Excerpted records
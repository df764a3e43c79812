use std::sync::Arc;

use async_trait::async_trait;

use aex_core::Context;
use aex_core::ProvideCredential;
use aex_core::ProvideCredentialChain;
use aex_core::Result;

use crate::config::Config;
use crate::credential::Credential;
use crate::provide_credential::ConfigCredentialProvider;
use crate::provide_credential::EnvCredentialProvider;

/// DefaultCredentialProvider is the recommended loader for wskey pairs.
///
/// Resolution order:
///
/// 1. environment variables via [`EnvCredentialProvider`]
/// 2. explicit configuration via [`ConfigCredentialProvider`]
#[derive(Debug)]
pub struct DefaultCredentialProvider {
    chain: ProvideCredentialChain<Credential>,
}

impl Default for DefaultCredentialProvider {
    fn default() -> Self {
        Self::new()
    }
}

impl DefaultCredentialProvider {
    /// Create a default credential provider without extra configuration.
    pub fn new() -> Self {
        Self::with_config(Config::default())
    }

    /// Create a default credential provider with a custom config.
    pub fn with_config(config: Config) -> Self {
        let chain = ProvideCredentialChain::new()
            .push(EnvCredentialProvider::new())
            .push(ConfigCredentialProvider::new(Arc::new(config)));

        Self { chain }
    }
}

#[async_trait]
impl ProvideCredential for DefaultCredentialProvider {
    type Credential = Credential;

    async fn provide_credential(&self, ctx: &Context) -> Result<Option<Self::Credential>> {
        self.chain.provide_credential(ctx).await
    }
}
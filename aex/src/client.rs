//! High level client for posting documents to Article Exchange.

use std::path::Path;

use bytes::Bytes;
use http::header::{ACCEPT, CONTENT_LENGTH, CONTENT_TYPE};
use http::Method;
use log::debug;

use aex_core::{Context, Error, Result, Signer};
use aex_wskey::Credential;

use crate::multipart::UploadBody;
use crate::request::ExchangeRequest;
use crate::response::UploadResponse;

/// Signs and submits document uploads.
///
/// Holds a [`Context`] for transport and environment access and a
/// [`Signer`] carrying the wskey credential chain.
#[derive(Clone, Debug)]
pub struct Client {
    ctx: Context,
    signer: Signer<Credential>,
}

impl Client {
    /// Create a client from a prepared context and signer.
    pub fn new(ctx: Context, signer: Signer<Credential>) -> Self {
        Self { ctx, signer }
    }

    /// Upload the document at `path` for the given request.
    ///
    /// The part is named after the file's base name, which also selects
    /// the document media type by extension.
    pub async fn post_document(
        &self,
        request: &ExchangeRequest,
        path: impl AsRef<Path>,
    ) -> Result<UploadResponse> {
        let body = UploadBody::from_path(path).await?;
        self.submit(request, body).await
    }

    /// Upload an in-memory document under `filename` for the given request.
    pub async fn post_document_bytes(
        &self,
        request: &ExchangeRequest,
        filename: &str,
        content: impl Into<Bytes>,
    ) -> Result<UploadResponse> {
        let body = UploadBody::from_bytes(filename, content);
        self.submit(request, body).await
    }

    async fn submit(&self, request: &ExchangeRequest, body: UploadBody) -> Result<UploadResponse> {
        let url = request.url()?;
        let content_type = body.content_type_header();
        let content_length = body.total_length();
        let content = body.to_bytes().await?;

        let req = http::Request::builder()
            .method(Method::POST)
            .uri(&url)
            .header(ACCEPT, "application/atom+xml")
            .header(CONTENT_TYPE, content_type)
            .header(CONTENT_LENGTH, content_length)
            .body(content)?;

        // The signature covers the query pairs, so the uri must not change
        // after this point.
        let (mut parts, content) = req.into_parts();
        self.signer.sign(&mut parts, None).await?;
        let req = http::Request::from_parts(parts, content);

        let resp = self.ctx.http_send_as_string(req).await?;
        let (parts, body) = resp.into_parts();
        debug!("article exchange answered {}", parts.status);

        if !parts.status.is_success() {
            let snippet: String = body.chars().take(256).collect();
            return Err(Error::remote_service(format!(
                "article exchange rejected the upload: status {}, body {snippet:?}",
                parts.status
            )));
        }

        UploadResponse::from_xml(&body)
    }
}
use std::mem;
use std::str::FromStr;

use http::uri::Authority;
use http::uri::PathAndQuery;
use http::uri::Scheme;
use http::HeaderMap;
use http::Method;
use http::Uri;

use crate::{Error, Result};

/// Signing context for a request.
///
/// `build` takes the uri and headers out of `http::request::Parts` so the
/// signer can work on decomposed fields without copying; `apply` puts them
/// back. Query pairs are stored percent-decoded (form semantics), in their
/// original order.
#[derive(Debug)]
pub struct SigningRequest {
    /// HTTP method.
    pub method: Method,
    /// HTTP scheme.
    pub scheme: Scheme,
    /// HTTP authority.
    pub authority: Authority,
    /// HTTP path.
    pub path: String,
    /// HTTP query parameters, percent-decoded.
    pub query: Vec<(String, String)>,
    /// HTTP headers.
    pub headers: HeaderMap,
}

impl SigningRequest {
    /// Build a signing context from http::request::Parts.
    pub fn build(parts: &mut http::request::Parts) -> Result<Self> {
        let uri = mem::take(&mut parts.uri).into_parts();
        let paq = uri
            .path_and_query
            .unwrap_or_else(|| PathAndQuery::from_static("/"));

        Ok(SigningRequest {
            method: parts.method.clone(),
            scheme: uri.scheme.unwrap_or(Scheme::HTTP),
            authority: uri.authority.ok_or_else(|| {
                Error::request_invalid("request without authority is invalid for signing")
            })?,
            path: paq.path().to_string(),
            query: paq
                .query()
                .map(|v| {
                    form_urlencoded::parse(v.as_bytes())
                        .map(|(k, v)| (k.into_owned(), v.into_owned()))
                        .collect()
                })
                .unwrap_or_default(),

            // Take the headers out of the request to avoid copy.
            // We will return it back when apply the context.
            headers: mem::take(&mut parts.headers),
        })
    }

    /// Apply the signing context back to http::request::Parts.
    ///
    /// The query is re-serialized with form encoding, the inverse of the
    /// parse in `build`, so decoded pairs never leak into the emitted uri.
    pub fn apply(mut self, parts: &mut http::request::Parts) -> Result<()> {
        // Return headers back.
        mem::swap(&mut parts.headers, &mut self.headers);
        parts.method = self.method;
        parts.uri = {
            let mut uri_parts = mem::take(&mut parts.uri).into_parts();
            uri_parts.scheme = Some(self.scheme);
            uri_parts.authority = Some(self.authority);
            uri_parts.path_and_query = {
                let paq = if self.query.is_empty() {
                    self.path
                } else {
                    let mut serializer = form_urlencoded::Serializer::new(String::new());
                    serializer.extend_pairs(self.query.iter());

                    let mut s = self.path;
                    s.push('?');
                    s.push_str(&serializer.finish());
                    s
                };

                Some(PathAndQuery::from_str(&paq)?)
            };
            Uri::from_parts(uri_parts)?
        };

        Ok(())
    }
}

--

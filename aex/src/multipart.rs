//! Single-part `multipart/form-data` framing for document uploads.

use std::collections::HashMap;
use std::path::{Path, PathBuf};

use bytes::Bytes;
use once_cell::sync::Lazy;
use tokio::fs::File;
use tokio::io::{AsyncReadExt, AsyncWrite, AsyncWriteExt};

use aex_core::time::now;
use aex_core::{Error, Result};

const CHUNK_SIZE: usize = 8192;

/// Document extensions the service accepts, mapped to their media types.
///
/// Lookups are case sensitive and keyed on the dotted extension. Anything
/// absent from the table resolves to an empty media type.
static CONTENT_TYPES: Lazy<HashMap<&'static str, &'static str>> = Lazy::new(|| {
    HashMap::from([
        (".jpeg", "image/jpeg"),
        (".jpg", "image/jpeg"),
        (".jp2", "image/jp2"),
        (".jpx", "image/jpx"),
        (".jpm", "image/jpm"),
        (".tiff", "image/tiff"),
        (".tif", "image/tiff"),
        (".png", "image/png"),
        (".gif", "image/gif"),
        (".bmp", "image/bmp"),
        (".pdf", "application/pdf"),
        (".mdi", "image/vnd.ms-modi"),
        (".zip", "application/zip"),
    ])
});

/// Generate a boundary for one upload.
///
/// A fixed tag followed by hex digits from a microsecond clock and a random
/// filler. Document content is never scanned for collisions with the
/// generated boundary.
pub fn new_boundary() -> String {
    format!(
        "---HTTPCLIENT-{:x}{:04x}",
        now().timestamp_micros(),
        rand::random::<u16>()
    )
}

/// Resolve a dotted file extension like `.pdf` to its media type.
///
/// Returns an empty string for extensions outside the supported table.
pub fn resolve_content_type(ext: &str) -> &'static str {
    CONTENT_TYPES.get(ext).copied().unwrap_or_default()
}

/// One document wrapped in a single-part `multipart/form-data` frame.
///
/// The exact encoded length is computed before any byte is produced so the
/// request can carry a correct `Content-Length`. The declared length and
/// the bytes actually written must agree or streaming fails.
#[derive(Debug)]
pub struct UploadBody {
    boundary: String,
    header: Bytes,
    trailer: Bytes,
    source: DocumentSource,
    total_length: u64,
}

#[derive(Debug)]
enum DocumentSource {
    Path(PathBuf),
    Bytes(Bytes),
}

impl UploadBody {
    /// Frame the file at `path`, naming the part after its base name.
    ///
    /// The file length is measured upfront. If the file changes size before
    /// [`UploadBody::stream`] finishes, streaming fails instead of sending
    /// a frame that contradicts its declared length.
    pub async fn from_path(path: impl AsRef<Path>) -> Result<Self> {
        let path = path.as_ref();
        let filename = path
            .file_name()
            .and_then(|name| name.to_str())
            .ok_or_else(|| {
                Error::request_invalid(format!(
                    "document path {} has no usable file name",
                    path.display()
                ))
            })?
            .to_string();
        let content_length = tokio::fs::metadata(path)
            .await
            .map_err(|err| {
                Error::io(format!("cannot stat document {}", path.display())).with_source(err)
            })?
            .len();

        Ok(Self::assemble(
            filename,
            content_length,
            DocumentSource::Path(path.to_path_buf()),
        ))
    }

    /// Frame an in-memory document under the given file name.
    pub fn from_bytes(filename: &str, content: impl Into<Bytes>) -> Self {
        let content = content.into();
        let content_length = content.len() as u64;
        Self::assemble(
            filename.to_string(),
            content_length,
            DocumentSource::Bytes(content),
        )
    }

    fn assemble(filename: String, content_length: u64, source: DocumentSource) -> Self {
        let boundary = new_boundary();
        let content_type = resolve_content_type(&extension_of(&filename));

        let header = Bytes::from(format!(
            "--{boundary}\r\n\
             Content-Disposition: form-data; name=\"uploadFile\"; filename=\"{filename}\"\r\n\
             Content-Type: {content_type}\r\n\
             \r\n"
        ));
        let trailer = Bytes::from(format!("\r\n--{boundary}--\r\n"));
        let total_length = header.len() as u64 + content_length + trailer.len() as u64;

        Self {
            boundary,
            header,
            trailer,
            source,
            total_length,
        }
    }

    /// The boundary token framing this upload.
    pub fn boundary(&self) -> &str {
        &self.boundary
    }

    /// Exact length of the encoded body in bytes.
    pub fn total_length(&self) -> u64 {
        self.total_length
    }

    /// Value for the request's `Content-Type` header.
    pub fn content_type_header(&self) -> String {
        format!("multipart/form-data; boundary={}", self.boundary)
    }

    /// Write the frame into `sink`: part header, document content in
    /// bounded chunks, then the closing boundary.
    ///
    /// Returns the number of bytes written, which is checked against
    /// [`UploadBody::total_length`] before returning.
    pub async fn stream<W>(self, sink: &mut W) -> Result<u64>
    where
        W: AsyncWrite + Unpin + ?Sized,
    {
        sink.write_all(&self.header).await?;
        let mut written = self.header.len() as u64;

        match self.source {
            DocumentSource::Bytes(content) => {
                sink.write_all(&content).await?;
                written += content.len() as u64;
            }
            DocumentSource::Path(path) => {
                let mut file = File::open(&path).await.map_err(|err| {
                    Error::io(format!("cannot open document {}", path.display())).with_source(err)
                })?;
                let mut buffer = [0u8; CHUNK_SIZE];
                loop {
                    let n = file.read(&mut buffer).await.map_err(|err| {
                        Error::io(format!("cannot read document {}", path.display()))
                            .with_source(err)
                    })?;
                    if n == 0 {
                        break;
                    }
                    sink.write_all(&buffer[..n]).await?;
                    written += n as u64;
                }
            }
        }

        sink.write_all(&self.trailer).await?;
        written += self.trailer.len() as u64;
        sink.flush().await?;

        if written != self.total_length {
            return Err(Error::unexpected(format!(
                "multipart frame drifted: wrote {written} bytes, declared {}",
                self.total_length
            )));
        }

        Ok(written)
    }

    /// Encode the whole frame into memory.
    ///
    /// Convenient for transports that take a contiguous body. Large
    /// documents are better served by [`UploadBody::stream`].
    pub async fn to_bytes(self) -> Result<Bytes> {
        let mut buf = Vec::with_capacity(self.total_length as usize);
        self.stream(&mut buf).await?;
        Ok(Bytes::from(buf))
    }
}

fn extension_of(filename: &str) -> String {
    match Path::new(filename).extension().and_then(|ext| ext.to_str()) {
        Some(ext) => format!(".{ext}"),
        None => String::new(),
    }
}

Work instructions
The entries above hold a line with "repository df764a3e43c79812" and a later line with "type Credential = Credential;". Write out exactly those lines and all lines between, nothing more.

Task response
repository df764a3e43c79812
use std::sync::Arc;

use async_trait::async_trait;

use aex_core::Context;
use aex_core::ProvideCredential;
use aex_core::ProvideCredentialChain;
use aex_core::Result;

use crate::config::Config;
use crate::credential::Credential;
use crate::provide_credential::ConfigCredentialProvider;
use crate::provide_credential::EnvCredentialProvider;

/// DefaultCredentialProvider is the recommended loader for wskey pairs.
///
/// Resolution order:
///
/// 1. environment variables via [`EnvCredentialProvider`]
/// 2. explicit configuration via [`ConfigCredentialProvider`]
#[derive(Debug)]
pub struct DefaultCredentialProvider {
    chain: ProvideCredentialChain<Credential>,
}

impl Default for DefaultCredentialProvider {
    fn default() -> Self {
        Self::new()
    }
}

impl DefaultCredentialProvider {
    /// Create a default credential provider without extra configuration.
    pub fn new() -> Self {
        Self::with_config(Config::default())
    }

    /// Create a default credential provider with a custom config.
    pub fn with_config(config: Config) -> Self {
        let chain = ProvideCredentialChain::new()
            .push(EnvCredentialProvider::new())
            .push(ConfigCredentialProvider::new(Arc::new(config)));

        Self { chain }
    }
}

#[async_trait]
impl ProvideCredential for DefaultCredentialProvider {
    type Credential = Credential;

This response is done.